And why are its prime souls, though so complete
In apprehension of a Godlike state,
The subjects ever of fraternal hate—
Oppressing or oppressed,
That so the portion is of all, deceit
And fear, and anger, sorrow, and unrest?
There’s not one bright enduring thing
In this great round of nature that appears—
No shining stars, no river murmuring,
No morn-crowned hill, no golden evening scene,
That hath not glimmered and distorted been
Through the dim mist of tears—
Tears not as blood from some wrung human brain,
Throbbing and aching with unpitied pain!
There is not one green mound, existent long
In any region, nor old wayside stone,
On which some weary child of social wrong
Hath sat not—there, alone,
To bite his pallid lip and heave the unheeded groan!
And such hath been the state of man
Since first the race’s recreancy began;
And thus his piety is scared away
From earth, its proper home,
To seek vague heavens above the source of day;
Or out beyond the gorgeous gloom
Wherewith dusk evening curtains up the west;
There flying, like the psalmist’s dove, to rest
In sinless gardens of perpetual bloom
And islands of the blest.
Ah! My heart
Is like a core of fire within my breast,
And by this agony is all my mind
Shaken away from its tenacious hold
Of time and sensuous things. Now come, thou meek
Religious trust, that sometime to my soul
Fliest friendly, like a heaven-descended dove,
With wings that whisper of the peace of God!

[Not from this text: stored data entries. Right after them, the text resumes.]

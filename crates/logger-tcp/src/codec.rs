//! Length-prefixed framing for queued records.
//!
//! Each frame is a 4-byte big-endian payload length followed by the record
//! as pretty-printed JSON.

use bytes::{Buf, BufMut, BytesMut};
use proven_logger::QueuedRecord;
use std::io;
use tokio_util::codec::{Decoder, Encoder};

/// Length prefix size in bytes.
pub const FRAME_HEADER_SIZE: usize = 4;

/// Maximum payload size (10MB by default).
pub const MAX_FRAME_SIZE: usize = 10 * 1024 * 1024;

/// Codec for [`QueuedRecord`] frames.
#[derive(Debug, Clone)]
pub struct RecordCodec {
    max_frame_size: usize,
}

impl RecordCodec {
    /// Create a new record codec.
    #[must_use]
    pub const fn new() -> Self {
        Self {
            max_frame_size: MAX_FRAME_SIZE,
        }
    }

    /// Create a codec with custom max frame size.
    #[must_use]
    pub const fn with_max_frame_size(mut self, size: usize) -> Self {
        self.max_frame_size = size;
        self
    }

    fn too_large(&self, size: usize) -> io::Error {
        io::Error::new(
            io::ErrorKind::InvalidData,
            format!(
                "frame of {size} bytes exceeds the {} byte limit",
                self.max_frame_size
            ),
        )
    }
}

impl Default for RecordCodec {
    fn default() -> Self {
        Self::new()
    }
}

impl Encoder<&QueuedRecord> for RecordCodec {
    type Error = io::Error;

    fn encode(&mut self, record: &QueuedRecord, dst: &mut BytesMut) -> Result<(), Self::Error> {
        let payload = serde_json::to_vec_pretty(record)
            .map_err(|e| io::Error::new(io::ErrorKind::InvalidData, e))?;
        if payload.len() > self.max_frame_size {
            return Err(self.too_large(payload.len()));
        }
        let len = u32::try_from(payload.len()).map_err(|_| self.too_large(payload.len()))?;

        dst.reserve(FRAME_HEADER_SIZE + payload.len());
        dst.put_u32(len);
        dst.put_slice(&payload);
        Ok(())
    }
}

impl Decoder for RecordCodec {
    type Item = QueuedRecord;
    type Error = io::Error;

    fn decode(&mut self, buf: &mut BytesMut) -> Result<Option<Self::Item>, Self::Error> {
        if buf.len() < FRAME_HEADER_SIZE {
            return Ok(None);
        }

        let mut header = &buf[..FRAME_HEADER_SIZE];
        let payload_len = header.get_u32() as usize;
        if payload_len > self.max_frame_size {
            return Err(self.too_large(payload_len));
        }

        let frame_len = FRAME_HEADER_SIZE + payload_len;
        if buf.len() < frame_len {
            buf.reserve(frame_len - buf.len());
            return Ok(None);
        }

        buf.advance(FRAME_HEADER_SIZE);
        let payload = buf.split_to(payload_len);
        serde_json::from_slice(&payload)
            .map(Some)
            .map_err(|e| io::Error::new(io::ErrorKind::InvalidData, e))
    }
}

#[cfg(test)]
mod tests {
    use super::*;
    use chrono::Utc;
    use pretty_assertions::assert_eq;
    use proven_logger::Severity;

    fn record(message: &str) -> QueuedRecord {
        QueuedRecord {
            env: "dev".to_string(),
            timestamp: Utc::now(),
            severity: Severity::Warn,
            module: "net".to_string(),
            event: "retry".to_string(),
            message: message.to_string(),
        }
    }

    #[test]
    fn test_frame_layout() {
        let record = record("peer gone");
        let mut buf = BytesMut::new();
        RecordCodec::new().encode(&record, &mut buf).unwrap();

        let len = u32::from_be_bytes(buf[..4].try_into().unwrap()) as usize;
        assert_eq!(len, buf.len() - FRAME_HEADER_SIZE);

        let payload = std::str::from_utf8(&buf[4..]).unwrap();
        assert_eq!(payload, serde_json::to_string_pretty(&record).unwrap());
        assert!(payload.contains("\n  \"message\": \"peer gone\""));
    }

    #[test]
    fn test_decode_waits_for_whole_frame() {
        let first = record("one");
        let second = record("two");
        let mut encoded = BytesMut::new();
        let mut codec = RecordCodec::new();
        codec.encode(&first, &mut encoded).unwrap();
        codec.encode(&second, &mut encoded).unwrap();

        let mut buf = BytesMut::new();
        buf.extend_from_slice(&encoded[..3]);
        assert!(codec.decode(&mut buf).unwrap().is_none());

        buf.extend_from_slice(&encoded[3..10]);
        assert!(codec.decode(&mut buf).unwrap().is_none());

        buf.extend_from_slice(&encoded[10..]);
        assert_eq!(codec.decode(&mut buf).unwrap(), Some(first));
        assert_eq!(codec.decode(&mut buf).unwrap(), Some(second));
        assert!(buf.is_empty());
    }

    #[test]
    fn test_oversized_frames_are_rejected() {
        let mut codec = RecordCodec::new().with_max_frame_size(16);
        let mut buf = BytesMut::new();

        let err = codec.encode(&record("too long for the limit"), &mut buf).unwrap_err();
        assert_eq!(err.kind(), io::ErrorKind::InvalidData);
        assert!(buf.is_empty());

        buf.put_u32(1024);
        assert!(codec.decode(&mut buf).is_err());
    }
}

Come, and assure it now, that all thus seen
Of evil, by the patience of the One
Almighty Master of the Universe,
Is but allowed, to dash our vain repose
On Time’s foundations, and all mad belief
In human consequence; that, finally,
Amid the death of expectations fond,—
Discoveries diurnal that the pomps
And pleasures of the world are but bright mists
Concealing, mid its heights of pomp and shame,
Its depths of degradation,—that all weal,
Beauty, and peace, even in their permanence,
Are but the florid riches of a soil
That crusts the cone of some yet masked volcano,
Whose darling fires but wait the dread command:
“Up, to the work appointed! ”—we at length,
Even thus admonished, thus in hope and heart
Subdued and chastened, might be so constrained
To look between the thunder-bearing clouds
That darken over this mysterious ball s
Blind face, for surer, better things beyond
Its flying scenes of doubtful good, commixed
With evident evil: yea, conclude at last
That wereso in the universe of God
Our better home may be, it is not here;
Then here why build we?
O! Then, farewell,
Fancy and Hope, twin angels of the past!
Thee, Fancy, chiefly of my younger life
The spiritual spouse, farewell! With all
Thy pictured equipage: the shapes sublime
Of universal liberty and right,
Dethroning tyrants and investing worth
Alone with power and honour; and with these
Fair visions that come shining to the heart
Like evening stars from a serener air
Of generosity, in rapture high
At rival excellence; of charity
Living in secret for her own sweet sake;
Of mercy lifting up a fallen foe;
Of pity yearning o’er the child of shame;
Unselfish love, and resolute friendship—all,
Even to common trust—farewell! These lights
May never burn in the grey dome of time
or constellate for me the world again!
No more! No, never more.
Here, only here
In the dark dwellings of this silent city
Is rest for the world-weary. Slander here,
Disease and poverty, forego their victim;
The fox of envy and the wolf of scorn
Snarl not within these gates. The enemy
Who comes to triumph o’er the powerless bones
That once he feared, still hates—even as he comes,
By the dismaying silence smitten, stops,
Listening for some far reproachful voice
Heard only through the mystery of his soul,
And, shuddering, asks forgiveness. Slept I here,
And should an enemy so plead, and might
My injured spirit, hovering over, hear—
The boon were granted. O that here, even now,
The sense were frozen to forgetfulness
That I, upon this populous star of God,
This earth that I was born to, and have loved,
Am utterly uncared-for and alone!
Alas! These thoughts are storming all my soul
With madness—yea, the madness of despair!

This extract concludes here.